Anyone who has seen me has seen the Father. How can you say, ’Show us the Father’? 10Don’t you believe that I am in the Father, and that the Father is in me? The words I say to you are not just my own. Rather, it is the Father, living in me, who is doing his work. 11Believe me when I say that I am in the Father and the Father is in me; or at least believe on the evidence of the miracles themselves. 12I tell you the truth, anyone who has faith in me will do what I have been doing. He will do even greater things than these, because I am going to the Father. John 14:9-12

Intimacy… love is real! Relationship… love is real.

B. Charles Francis Adams, the 19th century political figure and diplomat, kept a diary. One day he entered: "Went fishing with my son today--a day wasted." His son, Brook Adams, also kept a diary, which is still in existence. On that same day, Brook Adams made this entry: "Went fishing with my father--the most wonderful day of my life!" The father thought he was wasting his time while fishing with his son, but his son saw it as an investment of time.

Contributed by: Davon Huss (www.sermoncentral.com)

There is nothing wasted when Jesus came to reveal the Father’s love to us through the cross, an investment in blood, as he entered our time and space to be like us to help us to move away from fairy tales to real love.

Some time ago as a mother was tucking her little girl into bed when the young daughter asked, “Mother, can you tell me the greatest day of your life?”

The mother thought for just a second and then said, “Honey, I can tell you the greatest day in my life. As you know, my father was a man who fought in the Civil War. I remember it as though it was just yesterday. My mother and I were sitting on the porch one warm day. My dad had fought in the war and several months earlier we had gotten word that he had been killed in battle. I was playing with my kitten as my mother and I where sitting in the swing. Ever since Mother lost Father, she had missed him very much.

But that day, we saw someone coming down the long, dusty road that ran in front of our small house. My mother said, ‘Oh, there’s a man coming down the road.’

A moment later she said to me, ‘Sweetheart, I declare that man kind of favors your father.’

After another moment, she said, ‘Darling, I really do think that is your Father.’

At that she burst from the porch, across the front yard, through the picket fence gate, and down the road toward the open arms of my father. I was right behind my mother and jumped for my father’s arm as I often did as a little girl and he would swing me. However, all I found was an empty coat sleeve. I saw the scars of battle on my Daddy’s face and I saw that his body was bruised from the war. I knew that he was missing an arm because of the warfare.

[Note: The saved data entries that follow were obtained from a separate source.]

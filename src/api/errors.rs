//! Structured API error responses with request tracking.

use axum::{
    http::StatusCode,
    response::{IntoResponse, Response},
    Json,
};
use serde::{Deserialize, Serialize};
use std::fmt;

use crate::errors::GameError;

/// Top-level error payload: `{ request_id, error: { code, message } }`.
#[derive(Debug, Clone, Serialize, Deserialize)]
pub struct ErrorResponse {
    pub request_id: String,
    pub error: ErrorBody,
}

#[derive(Debug, Clone, Serialize, Deserialize)]
pub struct ErrorBody {
    /// Stable machine-readable code (NOT_FOUND, BAD_REQUEST, ...).
    pub code: String,
    pub message: String,
}

#[derive(Debug)]
pub struct ApiError {
    pub kind: ApiErrorKind,
    pub request_id: String,
}

#[derive(Debug)]
pub enum ApiErrorKind {
    NotFound(String),
    BadRequest(String),
    InternalError(String),
}

impl ApiError {
    pub fn not_found(request_id: String, message: String) -> Self {
        Self {
            kind: ApiErrorKind::NotFound(message),
            request_id,
        }
    }

    pub fn bad_request(request_id: String, message: String) -> Self {
        Self {
            kind: ApiErrorKind::BadRequest(message),
            request_id,
        }
    }

    pub fn internal_error(request_id: String, message: String) -> Self {
        Self {
            kind: ApiErrorKind::InternalError(message),
            request_id,
        }
    }

    /// Map a domain error onto an HTTP response class. Caller mistakes are
    /// 4xx; anything infrastructural stays a 500.
    pub fn from_game(request_id: String, err: GameError) -> Self {
        match err {
            GameError::UserNotFound(_) => Self::not_found(request_id, err.to_string()),
            GameError::InsufficientBalance { .. }
            | GameError::RoundClosed { .. }
            | GameError::NoActiveRound
            | GameError::InvalidBet(_)
            | GameError::InvalidOverride(_) => Self::bad_request(request_id, err.to_string()),
            other => Self::internal_error(request_id, other.to_string()),
        }
    }
}

impl fmt::Display for ApiError {
    fn fmt(&self, f: &mut fmt::Formatter<'_>) -> fmt::Result {
        match &self.kind {
            ApiErrorKind::NotFound(msg) => write!(f, "[{}] Not Found: {}", self.request_id, msg),
            ApiErrorKind::BadRequest(msg) => {
                write!(f, "[{}] Bad Request: {}", self.request_id, msg)
            }
            ApiErrorKind::InternalError(msg) => {
                write!(f, "[{}] Internal Error: {}", self.request_id, msg)
            }
        }
    }
}

impl std::error::Error for ApiError {}

impl IntoResponse for ApiError {
    fn into_response(self) -> Response {
        let (status, code, message) = match &self.kind {
            ApiErrorKind::NotFound(msg) => (StatusCode::NOT_FOUND, "NOT_FOUND", msg.clone()),
            ApiErrorKind::BadRequest(msg) => (StatusCode::BAD_REQUEST, "BAD_REQUEST", msg.clone()),
            ApiErrorKind::InternalError(msg) => (
                StatusCode::INTERNAL_SERVER_ERROR,
                "INTERNAL_ERROR",
                msg.clone(),
            ),
        };

        let body = Json(ErrorResponse {
            request_id: self.request_id.clone(),
            error: ErrorBody {
                code: code.to_string(),
                message,
            },
        });

        (status, body).into_response()
    }
}

#[cfg(test)]
mod tests {
    use super::*;
    use crate::period::Period;

    #[test]
    fn test_domain_errors_map_to_http_classes() {
        let not_found = ApiError::from_game(
            "req-1".to_string(),
            GameError::UserNotFound("alice".to_string()),
        );
        assert!(matches!(not_found.kind, ApiErrorKind::NotFound(_)));

        let bad_request = ApiError::from_game(
            "req-2".to_string(),
            GameError::RoundClosed {
                period: Period::from("20260821143032".to_string()),
            },
        );
        assert!(matches!(bad_request.kind, ApiErrorKind::BadRequest(_)));

        let internal = ApiError::from_game(
            "req-3".to_string(),
            GameError::Config("broken".to_string()),
        );
        assert!(matches!(internal.kind, ApiErrorKind::InternalError(_)));
    }
}
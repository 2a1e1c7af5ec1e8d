//! Server binary: wires storage, the round scheduler and the HTTP API.

use clap::Parser;
use std::path::PathBuf;
use std::sync::Arc;
use tokio::sync::watch;
use tracing::{info, warn};

use colorwin::api::monitoring::MetricsRegistry;
use colorwin::api::ApiServer;
use colorwin::config::GameConfig;
use colorwin::engine::{EventBus, GameScheduler, RoundManager, SettlementEngine};
use colorwin::errors::GameResult;
use colorwin::outcome::OutcomeResolver;
use colorwin::service::GameService;
use colorwin::store::{MemoryStore, RocksStore, Store, UserStore};
use colorwin::types::UserAccount;

#[derive(Parser, Debug)]
#[command(name = "colorwin-server", about = "Color game round engine and API")]
struct Args {
    /// Path to a TOML config file.
    #[arg(long)]
    config: Option<PathBuf>,

    /// Override the configured listen host.
    #[arg(long)]
    host: Option<String>,

    /// Override the configured listen port.
    #[arg(long)]
    port: Option<u16>,

    /// Override the configured RocksDB data directory.
    #[arg(long)]
    db_path: Option<PathBuf>,

    /// Run with in-memory storage (nothing survives a restart).
    #[arg(long)]
    memory: bool,

    /// Allowed CORS origins; repeatable.
    #[arg(long = "cors-origin")]
    cors_origins: Vec<String>,

    /// Create demo accounts (alice, bob, carol) with starting balances.
    #[arg(long)]
    seed_demo_users: bool,
}

#[tokio::main]
async fn main() {
    tracing_subscriber::fmt()
        .with_env_filter(
            tracing_subscriber::EnvFilter::try_from_default_env()
                .unwrap_or_else(|_| "colorwin=info,tower_http=info".into()),
        )
        .init();

    if let Err(e) = run(Args::parse()).await {
        tracing::error!("fatal: {}", e);
        std::process::exit(1);
    }
}

async fn run(args: Args) -> GameResult<()> {
    let mut config = match &args.config {
        Some(path) => GameConfig::from_file(path)?,
        None => GameConfig::default(),
    };
    if let Some(host) = args.host {
        config.api.host = host;
    }
    if let Some(port) = args.port {
        config.api.port = port;
    }
    if let Some(db_path) = args.db_path {
        config.storage.data_directory = db_path.to_string_lossy().into_owned();
    }
    if args.memory {
        config.storage.in_memory = true;
    }
    if !args.cors_origins.is_empty() {
        config.api.allowed_origins = args.cors_origins;
    }
    config.validate()?;

    info!(
        version = env!("CARGO_PKG_VERSION"),
        duration_secs = config.round.duration_secs,
        cooldown_secs = config.round.cooldown_secs,
        "starting colorwin server"
    );

    let store: Arc<dyn Store> = if config.storage.in_memory {
        warn!("running with in-memory storage, state will not survive a restart");
        Arc::new(MemoryStore::new())
    } else {
        info!(path = %config.storage.data_directory, "opening database");
        Arc::new(RocksStore::open(
            &config.storage.data_directory,
            &config.storage,
        )?)
    };

    if args.seed_demo_users {
        seed_demo_users(store.as_ref()).await?;
    }

    let manager = Arc::new(RoundManager::new(
        store.clone(),
        OutcomeResolver::new(store.clone()),
        SettlementEngine::new(store.clone()),
        &config.round,
    ));

    // Adopt or close out whatever round a previous run left behind before
    // the scheduler opens new ones.
    match manager.recover(chrono::Utc::now()).await? {
        Some(round) => info!(period = %round.period, "recovered round from previous run"),
        None => info!("no round to recover"),
    }

    let events = EventBus::new();
    let metrics = Arc::new(MetricsRegistry::new());
    metrics.start_event_counter(&events);

    let scheduler = Arc::new(GameScheduler::new(
        manager.clone(),
        events.clone(),
        &config.round,
    ));
    let (shutdown_tx, shutdown_rx) = watch::channel(false);
    let scheduler_handle = scheduler.start(shutdown_rx)?;

    let service = Arc::new(GameService::new(
        store,
        manager,
        config.round.max_query_limit,
    ));
    let server = ApiServer::new(config.api.clone(), service, events, metrics);
    let result = server.run().await;

    // The API has stopped; drain the scheduler so an in-flight round is
    // settled before the process exits.
    let _ = shutdown_tx.send(true);
    if let Err(e) = scheduler_handle.await {
        warn!("scheduler task panicked: {}", e);
    }

    result
}

async fn seed_demo_users(store: &dyn Store) -> GameResult<()> {
    for (id, name) in [("alice", "Alice"), ("bob", "Bob"), ("carol", "Carol")] {
        if store.user(id).await?.is_none() {
            store
                .upsert_user(&UserAccount {
                    id: id.to_string(),
                    name: name.to_string(),
                    balance: 1000.0,
                })
                .await?;
            info!(user_id = id, "seeded demo user");
        }
    }
    Ok(())
}
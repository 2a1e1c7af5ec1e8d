//! Round lifecycle: the single mutable "current round" slot and the
//! open/inspect/close operations around it.
//!
//! Only the scheduler transitions the slot; every other task reads a cloned
//! snapshot. Read paths never write.

use chrono::{DateTime, Duration as ChronoDuration, Utc};
use serde::Serialize;
use std::sync::Arc;
use tokio::sync::RwLock;
use tracing::{info, warn};

use super::settlement::{SettlementEngine, SettlementReport};
use crate::config::RoundConfig;
use crate::errors::{GameError, GameResult};
use crate::outcome::OutcomeResolver;
use crate::period::Period;
use crate::store::{BetStore, RoundStore, Store};
use crate::types::{Bet, Round, RoundStatus, UpcomingRound};

/// Read-only view of the current round at a point in time.
#[derive(Debug, Clone, Serialize)]
pub struct RoundSnapshot {
    pub period: Period,
    pub start_time: DateTime<Utc>,
    pub end_time: DateTime<Utc>,
    pub status: RoundStatus,
    pub time_left_secs: i64,
    pub is_active: bool,
}

impl RoundSnapshot {
    fn of(round: &Round, now: DateTime<Utc>) -> Self {
        let time_left_secs = round.seconds_remaining(now);
        Self {
            period: round.period.clone(),
            start_time: round.start_time,
            end_time: round.end_time,
            status: round.status(now),
            time_left_secs,
            is_active: round.accepts_bets(now),
        }
    }
}

/// Owns the current round. `Open -> Resolving -> Completed`, strictly in
/// timestamp order, with at most one uncompleted round at any instant.
pub struct RoundManager {
    store: Arc<dyn Store>,
    resolver: OutcomeResolver,
    settlement: SettlementEngine,
    duration: ChronoDuration,
    cooldown: ChronoDuration,
    current: RwLock<Option<Round>>,
}

impl RoundManager {
    pub fn new(
        store: Arc<dyn Store>,
        resolver: OutcomeResolver,
        settlement: SettlementEngine,
        round_config: &RoundConfig,
    ) -> Self {
        Self {
            store,
            resolver,
            settlement,
            duration: ChronoDuration::seconds(round_config.duration_secs as i64),
            cooldown: ChronoDuration::seconds(round_config.cooldown_secs as i64),
            current: RwLock::new(None),
        }
    }

    /// Open a new round starting at `now` and install it as current.
    ///
    /// The round is persisted before the slot is updated, so a storage
    /// failure never leaves a phantom round as current.
    pub async fn open_round(&self, now: DateTime<Utc>) -> GameResult<Round> {
        let mut guard = self.current.write().await;
        if let Some(existing) = guard.as_ref() {
            if !existing.is_completed {
                return Err(GameError::RoundInProgress(existing.period.clone()));
            }
        }

        let round = Round::open(Period::at(now), now, now + self.duration);
        self.store.insert_round(&round).await?;
        *guard = Some(round.clone());
        Ok(round)
    }

    /// Snapshot of the current round, `None` if no round was ever opened.
    pub async fn current_snapshot(&self, now: DateTime<Utc>) -> Option<RoundSnapshot> {
        let guard = self.current.read().await;
        guard.as_ref().map(|round| RoundSnapshot::of(round, now))
    }

    /// Synthesize the next `n` round windows by chaining forward from the
    /// current round's end. Pure; persists nothing.
    pub async fn upcoming_periods(&self, now: DateTime<Utc>, n: usize) -> Vec<UpcomingRound> {
        let guard = self.current.read().await;
        let mut start = match guard.as_ref() {
            Some(round) => round.end_time + self.cooldown,
            None => now,
        };
        drop(guard);

        let mut upcoming = Vec::with_capacity(n);
        for _ in 0..n {
            let end = start + self.duration;
            upcoming.push(UpcomingRound {
                period: Period::at(start),
                start_time: start,
                end_time: end,
            });
            start = end + self.cooldown;
        }
        upcoming
    }

    /// Place a bet against the currently open round, returning the balance
    /// after the debit.
    ///
    /// The open check and the store write happen under one read guard of the
    /// current-round lock, so a concurrent close either waits this placement
    /// out or rejects it outright. A debited bet is therefore always visible
    /// to the settlement pass.
    pub async fn place_bet(&self, bet: &Bet, now: DateTime<Utc>) -> GameResult<f64> {
        let guard = self.current.read().await;
        match guard.as_ref() {
            Some(round) if round.period == bet.period => {
                if !round.accepts_bets(now) {
                    return Err(GameError::RoundClosed {
                        period: bet.period.clone(),
                    });
                }
            }
            Some(_) => {
                return Err(GameError::RoundClosed {
                    period: bet.period.clone(),
                })
            }
            None => return Err(GameError::NoActiveRound),
        }
        self.store.place_bet(bet).await
    }

    /// Resolve the current round's outcome, persist it and settle its bets.
    /// Returns the completed round with its settlement report.
    ///
    /// Re-entrant safe: when the current round is already completed this
    /// re-runs only the (idempotent) settlement pass, so a duplicate timer
    /// fire cannot double-pay and a failed settlement can be retried.
    pub async fn close_and_resolve(
        &self,
        now: DateTime<Utc>,
    ) -> GameResult<(Round, SettlementReport)> {
        // The write guard stays held through settlement: placements hold the
        // read guard across their store write, so none can land between the
        // bets snapshot and the payout batch.
        let mut guard = self.current.write().await;
        let Some(round) = guard.as_ref() else {
            return Err(GameError::NoActiveRound);
        };

        if round.is_completed {
            let completed = round.clone();
            let report = self.settlement.settle_round(&completed).await?;
            return Ok((completed, report));
        }

        let outcome = self.resolver.resolve(now).await;
        let mut completed = round.clone();
        completed.outcome = Some(outcome);
        completed.is_completed = true;
        // Outcome and completion flag land in one update.
        self.store.update_round(&completed).await?;
        *guard = Some(completed.clone());

        let report = self.settlement.settle_round(&completed).await?;
        Ok((completed, report))
    }

    /// Startup recovery: adopt an uncompleted round left behind by a crash.
    /// If its window already ended, resolve and settle it immediately so the
    /// loop starts from a clean slate. Returns the round that was closed.
    pub async fn recover(&self, now: DateTime<Utc>) -> GameResult<Option<Round>> {
        let Some(existing) = self.store.current_round().await? else {
            return Ok(None);
        };

        if existing.end_time <= now {
            warn!(period = %existing.period, "recovering expired round left by previous run");
            *self.current.write().await = Some(existing.clone());
            let (completed, _report) = self.close_and_resolve(now).await?;
            Ok(Some(completed))
        } else {
            info!(period = %existing.period, "resuming open round from previous run");
            *self.current.write().await = Some(existing);
            Ok(None)
        }
    }
}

My mother said to me, ‘Little girl, the greatest day in my life was when my Daddy came back home.’

The greatest day of our lives will be when our Commander in Chief, the Lord Jesus, comes back for us. We’ll look into the face of Jesus and see the scars of battle he suffered for us. The only man-made things in heaven will be the scars on the Lord’s body. We will recognize that He fought a terrible battle to save us from our sins. He fought that battle for you and me. Contributed by: James O. Davis, Co-Founder/President Global Pastors Network (www.sermoncentral.com)

The greatest day of our life is yet to come when Jesus comes back to take us home to be with Him! LOVE is real!

Come today and trust God the Father, experience Love is REAL through Jesus who battled, who risked, who died to tell us God is loving us even today!